With the development of wearable electronic devices, conductive polymer composites (CPCs) based flexible strain sensors are gaining tremendous popularity. In recent years, the applications of additive manufacturing (AM) technology (also known as 3D printing) in fabricating CPCs based flexible strain sensors have attracted the attention of researchers due to their advantages of mold-free structure, low cost, short time, and high accuracy. AM technology, based on material extrusion, photocuring, and laser sintering, produces complex and high-precision CPCs based wearable sensors through layer-by-layer stacking of printing material. Some high-performance CPCs based strain sensors are developed by employing different 3D printing technologies and printing materials. In this mini-review, we summarize and discuss the performance and applications of 3D printed CPCs based strain sensors in recent years. Finally, the current challenges and prospects of 3D printed strain sensors are also discussed to provide an insight into the future of strain sensors using 3D printing technology.

Introduction

In recent years, CPCs have been widely used in industrial and academic fields because of their flexibility, controllable conductive properties, easy processing, and low-cost synthesis (Wu et al., 2016; Wang T. et al., 2018; Li et al., 2018). Nanofillers are introduced to the insulating polymer matrix to improve their functional characteristics (Wang et al., 2018b). Due to the superior properties of functionalized CPCs, they are used to make strain sensors which are playing their role in medical diagnosis, soft robotics, health monitoring, human-computer interaction, and many other applications (Wang et al., 2018c; Wang et al., 2019; Zhang et al., 2019). Several methods for fabricating the strain sensors have been developed, such as hot pressing, casting, and extrusion. However, the processing technologies of these methods are complicated and not applicable to complex structures. For example, customized molds are needed to fabricate CPCs based strain sensors by hot pressing method (Huang et al., 2021). The development and production of mold limit the economic benefits during their industrial-scale production.
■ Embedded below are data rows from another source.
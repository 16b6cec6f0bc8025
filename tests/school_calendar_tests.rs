use chrono::{NaiveDate, NaiveDateTime};
use school_calendar::{
    AcademicPeriod, AcademicYear, CalendarConfig, CalendarWindow, EventFilter, EventType,
    Granularity, NewEvent, PeriodType, SchoolCalendar, seed,
};

fn d(y: i32, m: u32, d: u32) -> NaiveDate {
    NaiveDate::from_ymd_opt(y, m, d).unwrap()
}

fn dt(y: i32, m: u32, day: u32, h: u32, min: u32) -> NaiveDateTime {
    d(y, m, day).and_hms_opt(h, min, 0).unwrap()
}

#[test]
fn demo_calendar_is_deterministic() {
    let calendar = seed::demo_calendar(2025);
    assert_eq!(calendar.periods().len(), 4);
    assert_eq!(calendar.events().len(), 6);
    assert!(calendar.find_event("seed-avaliacao-b1").is_some());
    assert_eq!(calendar.events(), seed::demo_calendar(2025).events());

    let assessments = calendar.filter_events(&EventFilter::new().event_type(EventType::Assessment));
    assert_eq!(assessments.len(), 1);
    assert_eq!(assessments[0].class_id.as_deref(), Some("8A"));
}

#[test]
fn calendar_delegates_store_operations() {
    let mut calendar = SchoolCalendar::new(AcademicYear::standard(2025));
    let event = calendar
        .create_event(NewEvent::new("Feira de ciências", dt(2025, 9, 20, 8, 0), dt(2025, 9, 20, 12, 0)))
        .unwrap();
    assert_eq!(calendar.events_for_day(d(2025, 9, 20)).len(), 1);

    let moved = calendar
        .move_event(&event.id, dt(2025, 9, 27, 8, 0), dt(2025, 9, 27, 12, 0))
        .unwrap();
    assert_eq!(moved.start.date(), d(2025, 9, 27));
    assert!(calendar.events_for_day(d(2025, 9, 20)).is_empty());

    calendar.delete_event(&event.id).unwrap();
    assert!(calendar.events().is_empty());
    assert_eq!(calendar.store().revision(), 3);
}

#[test]
fn reset_clears_events_but_keeps_structure() {
    let mut calendar = seed::demo_calendar(2025);
    calendar.reset();
    assert!(calendar.events().is_empty());
    assert_eq!(calendar.periods().len(), 4);
    assert!(calendar.holidays().is_holiday(d(2025, 9, 7)));
}

#[test]
fn holiday_dates_merge_calendar_and_holiday_events() {
    let mut calendar = SchoolCalendar::new(AcademicYear::standard(2025));
    calendar
        .create_event(
            NewEvent::new("Ponte", dt(2025, 11, 21, 0, 0), dt(2025, 11, 21, 23, 59))
                .with_type(EventType::Holiday)
                .all_day(),
        )
        .unwrap();
    let dates = calendar.holiday_dates();
    assert!(dates.contains(&d(2025, 11, 20)));
    assert!(dates.contains(&d(2025, 11, 21)));
    assert!(dates.windows(2).all(|pair| pair[0] < pair[1]));

    assert!(!calendar.is_school_day(d(2025, 11, 21)));
    assert!(calendar.is_school_day(d(2025, 11, 24)));
}

#[test]
fn saturday_class_event_turns_saturday_into_school_day() {
    let calendar = seed::demo_calendar(2025);
    assert!(calendar.is_school_day(d(2025, 8, 16)));
    assert!(!calendar.is_school_day(d(2025, 8, 23)));
}

#[test]
fn national_holidays_follow_config() {
    let config = CalendarConfig {
        national_holidays: false,
        ..CalendarConfig::default()
    };
    let calendar = SchoolCalendar::with_config(AcademicYear::standard(2025), config);
    assert!(calendar.holiday_dates().is_empty());
    assert!(calendar.is_school_day(d(2025, 4, 21)));
}

#[test]
fn periods_are_validated_on_change() {
    let year = AcademicYear::standard(2025);
    let mut calendar = SchoolCalendar::new(year);
    calendar.set_periods(AcademicPeriod::bimesters(&year).unwrap()).unwrap();

    let clash = AcademicPeriod::new("extra", "Extra", d(2025, 3, 1), d(2025, 3, 31), PeriodType::Bimester);
    assert!(calendar.add_period(clash).is_err());
    assert_eq!(calendar.periods().len(), 4);

    assert_eq!(calendar.current_period(d(2025, 2, 10), None).unwrap().id, "b1");
    assert!(calendar.set_academic_year(AcademicYear::standard(2026)).is_err());
}

#[test]
fn window_and_events_share_the_same_range() {
    let calendar = seed::demo_calendar(2025);
    let now = dt(2025, 7, 1, 9, 0);
    match calendar.window(d(2025, 7, 1), Granularity::Month, now) {
        CalendarWindow::Months(grids) => {
            assert_eq!(grids.len(), 1);
            assert_eq!(grids[0].month, 7);
        }
        other => panic!("unexpected window {other:?}"),
    }
    let ids: Vec<&str> = calendar
        .events_in_window(d(2025, 7, 1), Granularity::Month)
        .iter()
        .map(|event| event.id.as_str())
        .collect();
    assert_eq!(ids, vec!["seed-conselho-b2", "seed-recesso-julho"]);
}

#[test]
fn month_window_events_cover_padding_days() {
    let mut calendar = SchoolCalendar::new(AcademicYear::standard(2025));
    let padding = calendar
        .create_event(NewEvent::new("Reunião de pais", dt(2025, 4, 30, 19, 0), dt(2025, 4, 30, 20, 0)))
        .unwrap();
    let last_cell = calendar
        .create_event(NewEvent::new("Feira", dt(2025, 6, 7, 8, 0), dt(2025, 6, 7, 12, 0)))
        .unwrap();
    calendar
        .create_event(NewEvent::new("Fora da grade", dt(2025, 6, 8, 8, 0), dt(2025, 6, 8, 9, 0)))
        .unwrap();

    let CalendarWindow::Months(grids) = calendar.window(d(2025, 5, 15), Granularity::Month, dt(2025, 5, 15, 9, 0)) else {
        panic!("month window expected");
    };
    let cells = &grids[0].cells;
    assert_eq!(cells.first().map(|cell| cell.date), Some(d(2025, 4, 27)));
    assert_eq!(cells.last().map(|cell| cell.date), Some(d(2025, 6, 7)));

    let ids: Vec<&str> = calendar
        .events_in_window(d(2025, 5, 15), Granularity::Month)
        .iter()
        .map(|event| event.id.as_str())
        .collect();
    assert_eq!(ids, vec![padding.id.as_str(), last_cell.id.as_str()]);
}

#[test]
fn binaries_log_warnings_only_by_default() {
    assert_eq!(school_calendar::config::DEFAULT_LOG_FILTER, "warn");
}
Since the last decade, AM technology, also known as 3D printing Zhang J. et al. (2020), is used by researchers for the fabrication of CPCs based strain sensors (Zhang et al., 2016; Gnanasekaran et al., 2017; Dawoud et al., 2018). Traditional fabrication methods used for preparing the molds of complex 3D objects are highly inefficient and time consuming. Compared with the conventional fabrication methods, 3D printing technology has the advantages of high resolution, high accuracy, low cost, fast fabrication, and customized for mass production without the need for mold (Abshirini et al., 2019; Dul et al., 2020; Song et al., 2020). Furthermore, due to the micro-orientation in Fused Filament Fabrication (FFF) and Direct Ink Writing (DIW) 3D Printing, the nanofillers are uniformly dispersed in the polymer matrix, leading to the enhanced performance of obtained strain sensor (Guo et al., 2021). Therefore, 3D printing through layer-by-layer manufacturing has shown promising potential to produce flexible strain sensors with complex structures. Their application areas include wearable electronic devices, medical diagnostics, soft robots, and strain direction recognition (Wang et al., 2020; Dan et al., 2021; Gao et al., 2021). Although 3D printing has been widely used in the development of complex structures, it is still a novel method to fabricate strain sensors with complex structures and multiple functions.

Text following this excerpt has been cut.